● YOUR TASK
In the material below, find the line that contains "# Spec Models" and the line that contains "across every resource.", then write out exactly those two lines and everything between them.

● RECORDS
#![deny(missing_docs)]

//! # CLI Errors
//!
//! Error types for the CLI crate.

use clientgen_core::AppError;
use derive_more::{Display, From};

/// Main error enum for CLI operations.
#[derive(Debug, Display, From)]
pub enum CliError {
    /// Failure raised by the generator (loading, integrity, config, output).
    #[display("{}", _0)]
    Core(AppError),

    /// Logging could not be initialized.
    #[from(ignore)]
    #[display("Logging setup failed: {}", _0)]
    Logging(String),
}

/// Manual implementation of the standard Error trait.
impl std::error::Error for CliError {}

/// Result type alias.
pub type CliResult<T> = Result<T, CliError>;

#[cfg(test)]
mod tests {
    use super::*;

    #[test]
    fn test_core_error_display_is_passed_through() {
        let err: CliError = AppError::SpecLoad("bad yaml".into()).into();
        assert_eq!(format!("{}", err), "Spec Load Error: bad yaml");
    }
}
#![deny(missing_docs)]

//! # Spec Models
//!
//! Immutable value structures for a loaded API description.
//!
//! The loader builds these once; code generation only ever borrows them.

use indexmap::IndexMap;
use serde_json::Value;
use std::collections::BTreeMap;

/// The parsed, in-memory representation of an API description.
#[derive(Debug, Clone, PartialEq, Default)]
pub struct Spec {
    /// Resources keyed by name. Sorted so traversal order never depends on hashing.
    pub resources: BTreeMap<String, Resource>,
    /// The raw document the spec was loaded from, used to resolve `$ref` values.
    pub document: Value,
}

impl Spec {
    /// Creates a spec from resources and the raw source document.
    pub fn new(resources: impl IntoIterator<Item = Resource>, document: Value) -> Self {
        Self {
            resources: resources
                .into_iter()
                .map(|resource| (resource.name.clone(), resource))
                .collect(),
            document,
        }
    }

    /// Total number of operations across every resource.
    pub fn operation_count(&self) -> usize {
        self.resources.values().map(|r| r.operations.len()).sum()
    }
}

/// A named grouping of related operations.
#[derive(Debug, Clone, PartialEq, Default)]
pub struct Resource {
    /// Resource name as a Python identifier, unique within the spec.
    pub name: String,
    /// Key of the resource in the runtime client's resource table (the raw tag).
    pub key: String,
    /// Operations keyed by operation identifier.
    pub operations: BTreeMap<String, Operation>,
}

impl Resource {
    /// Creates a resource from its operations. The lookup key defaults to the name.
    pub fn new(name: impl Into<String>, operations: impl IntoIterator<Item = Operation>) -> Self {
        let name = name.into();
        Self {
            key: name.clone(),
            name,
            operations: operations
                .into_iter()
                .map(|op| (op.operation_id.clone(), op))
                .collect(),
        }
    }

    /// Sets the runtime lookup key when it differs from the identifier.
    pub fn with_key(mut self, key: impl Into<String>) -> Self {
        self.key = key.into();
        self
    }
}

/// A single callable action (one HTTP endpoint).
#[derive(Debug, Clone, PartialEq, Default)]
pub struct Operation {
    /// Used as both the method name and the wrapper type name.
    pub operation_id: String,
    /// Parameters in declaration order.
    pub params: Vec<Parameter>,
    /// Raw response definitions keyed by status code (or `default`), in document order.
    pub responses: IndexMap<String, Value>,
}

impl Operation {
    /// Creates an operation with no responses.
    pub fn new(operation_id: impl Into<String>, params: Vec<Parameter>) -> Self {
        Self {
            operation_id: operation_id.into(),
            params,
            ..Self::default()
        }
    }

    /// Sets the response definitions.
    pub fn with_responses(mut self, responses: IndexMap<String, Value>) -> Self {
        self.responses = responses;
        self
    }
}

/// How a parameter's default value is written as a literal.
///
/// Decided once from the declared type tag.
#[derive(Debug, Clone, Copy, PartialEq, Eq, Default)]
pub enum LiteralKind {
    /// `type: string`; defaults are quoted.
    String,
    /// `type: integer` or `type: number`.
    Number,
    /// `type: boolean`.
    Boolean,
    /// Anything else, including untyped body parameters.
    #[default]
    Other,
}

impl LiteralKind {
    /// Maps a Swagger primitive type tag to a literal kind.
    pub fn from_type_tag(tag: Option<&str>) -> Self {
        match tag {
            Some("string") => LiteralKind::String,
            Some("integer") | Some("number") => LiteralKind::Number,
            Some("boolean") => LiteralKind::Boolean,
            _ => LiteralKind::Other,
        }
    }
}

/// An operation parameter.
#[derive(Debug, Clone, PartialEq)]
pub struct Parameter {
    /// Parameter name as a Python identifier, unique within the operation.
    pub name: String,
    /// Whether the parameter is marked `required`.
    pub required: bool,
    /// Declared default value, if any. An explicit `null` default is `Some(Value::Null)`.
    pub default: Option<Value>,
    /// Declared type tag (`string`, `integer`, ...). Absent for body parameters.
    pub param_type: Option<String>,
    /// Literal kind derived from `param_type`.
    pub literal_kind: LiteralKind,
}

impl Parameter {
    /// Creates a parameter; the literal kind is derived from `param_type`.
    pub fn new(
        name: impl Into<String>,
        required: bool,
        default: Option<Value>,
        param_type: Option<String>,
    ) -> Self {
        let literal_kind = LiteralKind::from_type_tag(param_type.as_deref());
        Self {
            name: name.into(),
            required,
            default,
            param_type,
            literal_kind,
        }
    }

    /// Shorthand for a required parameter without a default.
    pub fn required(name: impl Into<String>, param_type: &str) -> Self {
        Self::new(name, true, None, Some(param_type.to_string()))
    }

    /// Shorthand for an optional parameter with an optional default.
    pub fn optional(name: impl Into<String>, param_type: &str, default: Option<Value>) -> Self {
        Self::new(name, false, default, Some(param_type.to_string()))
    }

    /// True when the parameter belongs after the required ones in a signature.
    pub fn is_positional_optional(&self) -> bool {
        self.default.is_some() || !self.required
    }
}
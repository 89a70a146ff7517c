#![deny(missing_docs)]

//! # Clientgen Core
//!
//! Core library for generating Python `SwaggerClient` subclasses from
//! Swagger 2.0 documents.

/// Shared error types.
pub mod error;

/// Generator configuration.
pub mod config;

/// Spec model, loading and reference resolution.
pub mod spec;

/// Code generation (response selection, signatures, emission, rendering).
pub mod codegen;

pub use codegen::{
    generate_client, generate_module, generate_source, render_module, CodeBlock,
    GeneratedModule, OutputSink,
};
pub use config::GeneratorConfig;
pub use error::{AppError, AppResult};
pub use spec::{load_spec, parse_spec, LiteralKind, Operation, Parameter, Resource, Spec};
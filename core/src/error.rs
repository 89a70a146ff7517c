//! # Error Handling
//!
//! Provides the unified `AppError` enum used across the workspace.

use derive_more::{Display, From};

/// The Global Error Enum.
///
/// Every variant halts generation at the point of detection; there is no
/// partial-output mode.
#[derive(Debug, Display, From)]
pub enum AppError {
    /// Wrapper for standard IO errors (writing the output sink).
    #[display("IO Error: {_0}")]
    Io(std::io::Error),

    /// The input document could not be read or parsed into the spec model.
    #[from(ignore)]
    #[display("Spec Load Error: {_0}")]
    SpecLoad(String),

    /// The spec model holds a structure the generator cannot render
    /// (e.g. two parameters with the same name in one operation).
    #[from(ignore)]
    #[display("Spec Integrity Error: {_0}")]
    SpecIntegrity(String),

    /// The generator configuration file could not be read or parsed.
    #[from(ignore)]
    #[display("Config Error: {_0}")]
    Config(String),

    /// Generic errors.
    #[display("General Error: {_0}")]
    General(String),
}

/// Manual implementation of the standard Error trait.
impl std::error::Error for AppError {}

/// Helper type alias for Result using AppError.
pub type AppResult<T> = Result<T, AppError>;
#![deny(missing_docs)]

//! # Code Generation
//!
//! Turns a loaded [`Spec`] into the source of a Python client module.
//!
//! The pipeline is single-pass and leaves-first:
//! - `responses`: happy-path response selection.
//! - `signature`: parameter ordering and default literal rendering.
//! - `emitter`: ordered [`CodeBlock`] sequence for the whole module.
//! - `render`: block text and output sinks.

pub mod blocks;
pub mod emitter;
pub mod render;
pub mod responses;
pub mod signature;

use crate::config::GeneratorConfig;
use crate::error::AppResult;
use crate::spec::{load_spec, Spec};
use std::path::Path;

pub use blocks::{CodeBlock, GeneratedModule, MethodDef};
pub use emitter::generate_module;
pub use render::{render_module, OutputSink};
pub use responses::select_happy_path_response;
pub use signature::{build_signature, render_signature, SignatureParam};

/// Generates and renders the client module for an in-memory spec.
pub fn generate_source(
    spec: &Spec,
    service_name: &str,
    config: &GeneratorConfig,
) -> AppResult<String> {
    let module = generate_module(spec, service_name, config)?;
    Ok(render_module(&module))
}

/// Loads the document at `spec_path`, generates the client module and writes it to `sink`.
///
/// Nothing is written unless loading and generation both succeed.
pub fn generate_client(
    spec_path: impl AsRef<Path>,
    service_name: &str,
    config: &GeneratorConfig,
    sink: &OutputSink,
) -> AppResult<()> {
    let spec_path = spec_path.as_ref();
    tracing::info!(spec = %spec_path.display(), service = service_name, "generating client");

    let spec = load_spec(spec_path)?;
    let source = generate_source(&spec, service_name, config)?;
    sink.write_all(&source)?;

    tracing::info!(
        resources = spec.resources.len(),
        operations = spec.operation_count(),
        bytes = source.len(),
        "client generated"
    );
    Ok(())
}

...

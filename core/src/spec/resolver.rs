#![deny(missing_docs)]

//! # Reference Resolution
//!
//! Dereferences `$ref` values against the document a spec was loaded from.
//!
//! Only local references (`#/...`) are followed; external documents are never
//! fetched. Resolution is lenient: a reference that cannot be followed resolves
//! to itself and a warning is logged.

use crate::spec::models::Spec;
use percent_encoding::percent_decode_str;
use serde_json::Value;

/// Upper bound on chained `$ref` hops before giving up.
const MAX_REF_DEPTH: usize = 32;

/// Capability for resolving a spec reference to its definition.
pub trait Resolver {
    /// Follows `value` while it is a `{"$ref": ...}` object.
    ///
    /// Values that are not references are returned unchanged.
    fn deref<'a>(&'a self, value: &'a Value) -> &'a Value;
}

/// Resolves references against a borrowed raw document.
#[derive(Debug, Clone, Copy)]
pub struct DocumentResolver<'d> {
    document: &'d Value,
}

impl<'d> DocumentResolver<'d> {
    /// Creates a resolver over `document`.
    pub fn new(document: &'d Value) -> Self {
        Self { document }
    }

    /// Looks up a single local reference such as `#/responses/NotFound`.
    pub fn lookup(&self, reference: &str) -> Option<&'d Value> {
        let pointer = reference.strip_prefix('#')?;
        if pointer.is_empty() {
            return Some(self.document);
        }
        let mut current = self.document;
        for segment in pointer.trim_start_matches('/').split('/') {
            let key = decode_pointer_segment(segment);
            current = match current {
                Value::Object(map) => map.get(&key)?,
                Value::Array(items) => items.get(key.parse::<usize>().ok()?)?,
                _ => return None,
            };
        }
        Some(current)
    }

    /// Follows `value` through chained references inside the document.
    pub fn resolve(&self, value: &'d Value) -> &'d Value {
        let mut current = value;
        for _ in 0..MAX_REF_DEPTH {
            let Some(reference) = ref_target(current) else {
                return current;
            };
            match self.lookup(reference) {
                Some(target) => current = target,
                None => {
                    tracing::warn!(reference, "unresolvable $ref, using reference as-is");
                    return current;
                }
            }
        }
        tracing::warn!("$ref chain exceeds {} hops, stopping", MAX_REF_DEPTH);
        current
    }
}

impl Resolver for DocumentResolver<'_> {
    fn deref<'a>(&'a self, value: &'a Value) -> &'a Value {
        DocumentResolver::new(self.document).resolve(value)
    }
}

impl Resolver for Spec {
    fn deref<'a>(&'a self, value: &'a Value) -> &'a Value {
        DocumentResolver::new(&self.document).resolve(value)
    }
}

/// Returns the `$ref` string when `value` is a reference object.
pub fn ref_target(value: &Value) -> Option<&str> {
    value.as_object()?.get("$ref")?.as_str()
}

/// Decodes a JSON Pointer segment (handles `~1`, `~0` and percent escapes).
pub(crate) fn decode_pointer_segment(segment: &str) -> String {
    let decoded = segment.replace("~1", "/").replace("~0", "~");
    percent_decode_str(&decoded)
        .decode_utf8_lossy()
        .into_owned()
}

...

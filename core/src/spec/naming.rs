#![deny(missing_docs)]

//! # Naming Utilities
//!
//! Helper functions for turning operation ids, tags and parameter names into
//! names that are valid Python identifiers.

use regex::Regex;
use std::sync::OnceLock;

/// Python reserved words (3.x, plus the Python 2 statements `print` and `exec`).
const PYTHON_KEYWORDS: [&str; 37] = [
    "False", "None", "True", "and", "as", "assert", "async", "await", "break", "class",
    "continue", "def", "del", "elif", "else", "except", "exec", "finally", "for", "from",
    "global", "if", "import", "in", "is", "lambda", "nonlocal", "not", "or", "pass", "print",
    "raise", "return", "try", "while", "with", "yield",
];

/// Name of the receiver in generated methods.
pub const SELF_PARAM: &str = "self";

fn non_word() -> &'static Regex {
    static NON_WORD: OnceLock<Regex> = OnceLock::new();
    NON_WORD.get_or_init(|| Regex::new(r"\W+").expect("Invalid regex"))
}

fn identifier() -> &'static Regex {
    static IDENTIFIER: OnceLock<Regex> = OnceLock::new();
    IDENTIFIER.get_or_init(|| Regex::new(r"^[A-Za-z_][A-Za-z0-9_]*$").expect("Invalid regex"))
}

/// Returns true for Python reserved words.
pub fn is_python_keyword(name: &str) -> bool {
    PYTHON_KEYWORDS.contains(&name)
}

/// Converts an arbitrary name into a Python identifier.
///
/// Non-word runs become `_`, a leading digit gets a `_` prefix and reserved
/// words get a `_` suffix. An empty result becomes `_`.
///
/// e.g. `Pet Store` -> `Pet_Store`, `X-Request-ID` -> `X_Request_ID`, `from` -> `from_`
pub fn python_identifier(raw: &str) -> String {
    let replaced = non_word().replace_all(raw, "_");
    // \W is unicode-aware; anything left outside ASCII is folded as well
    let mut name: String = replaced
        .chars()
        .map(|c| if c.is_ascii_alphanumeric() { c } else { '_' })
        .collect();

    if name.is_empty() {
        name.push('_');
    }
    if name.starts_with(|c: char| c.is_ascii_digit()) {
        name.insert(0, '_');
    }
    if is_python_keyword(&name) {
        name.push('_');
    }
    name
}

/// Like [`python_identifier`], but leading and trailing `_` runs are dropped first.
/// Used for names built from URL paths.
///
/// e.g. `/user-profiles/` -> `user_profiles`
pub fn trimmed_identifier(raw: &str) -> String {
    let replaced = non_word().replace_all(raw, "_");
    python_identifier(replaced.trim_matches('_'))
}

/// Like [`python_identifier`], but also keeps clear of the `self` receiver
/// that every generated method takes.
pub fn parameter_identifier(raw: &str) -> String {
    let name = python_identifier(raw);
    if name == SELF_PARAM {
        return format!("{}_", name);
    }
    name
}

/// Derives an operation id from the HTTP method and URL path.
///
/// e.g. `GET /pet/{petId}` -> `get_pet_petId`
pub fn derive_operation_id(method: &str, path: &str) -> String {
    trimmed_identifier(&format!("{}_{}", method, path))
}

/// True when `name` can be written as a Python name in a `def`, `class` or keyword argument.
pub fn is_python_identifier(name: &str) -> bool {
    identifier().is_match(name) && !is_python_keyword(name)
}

● FINISHED EXERCISE
//! # Spec Models
//!
//! Immutable value structures for a loaded API description.
//!
//! The loader builds these once; code generation only ever borrows them.

use indexmap::IndexMap;
use serde_json::Value;
use std::collections::BTreeMap;

/// The parsed, in-memory representation of an API description.
#[derive(Debug, Clone, PartialEq, Default)]
pub struct Spec {
    /// Resources keyed by name. Sorted so traversal order never depends on hashing.
    pub resources: BTreeMap<String, Resource>,
    /// The raw document the spec was loaded from, used to resolve `$ref` values.
    pub document: Value,
}

impl Spec {
    /// Creates a spec from resources and the raw source document.
    pub fn new(resources: impl IntoIterator<Item = Resource>, document: Value) -> Self {
        Self {
            resources: resources
                .into_iter()
                .map(|resource| (resource.name.clone(), resource))
                .collect(),
            document,
        }
    }

    /// Total number of operations across every resource.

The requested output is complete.